While cats are usually more discerning, dogs will eat and drink almost anything. If you live or walk your dog near a pond, lake, river, stream, there could be bacteria, parasites, chemicals and a host of other dangers in those waters. The waters may appear innocuous, but there could be perils lurking in them.

We humans are warned to boil water taken from natural sources before drinking or using for cooking. After all, wild animals often poop and urinate in them. Those same nasties (such as E.coli, Leptospirosis)that affect us pose a health problem for your pet. Dogs whose immune systems are comprised are at even greater risk for infection and disease.

E.coli is a bacterial, zoonotic disease. It can be transmitted to us by our dog or cat and vice versa.

Leptospirosis is another zoonotic bacteria usually found in stagnant or slow moving waters.

Giardia is a parasite affecting the intestinal tract. Humans with immune related problems can be at risk for picking this up from a pet.

Blue-green algae floating on water may be detected by a foul smell. Toxic to both dogs and humans, it can be life-threatening if ingested.

Salt water can cause an imbalance in electrolytes leading to dehydration. Ocean waters can also contain pesticides, gas, oil and other nasties.

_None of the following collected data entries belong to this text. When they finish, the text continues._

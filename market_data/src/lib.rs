//! Time-series accessor for historical stock price/volume data.
//!
//! This crate defines the canonical in-memory models (bars, price series,
//! sampling intervals, lookback periods, symbol metadata), the
//! [`DataProvider`] trait that abstracts over data vendors, and a concrete
//! provider for the Yahoo chart API.

pub mod models;
pub mod providers;

pub use models::bar::{Bar, PriceSeries};
pub use models::interval::{Interval, ParamError, Period};
pub use models::request::HistoryRequest;
pub use models::symbol_info::SymbolInfo;
pub use providers::{DataProvider, FetchedHistory, ProviderError, ProviderInitError};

When you and your dog go walking along any of these water sources, it can be very difficult to prevent a thirsty dog from drinking. But please stop your pet as soon as possible. If you can’t purify the water for drinking, make sure to carry a good supply of fresh bottled water with you for both you and your dog.

While not all natural water sources are contaminated, it’s not worth taking a risk. If your pet does drink from any outdoor water sources and shows signs of illness, contact your vet immediately.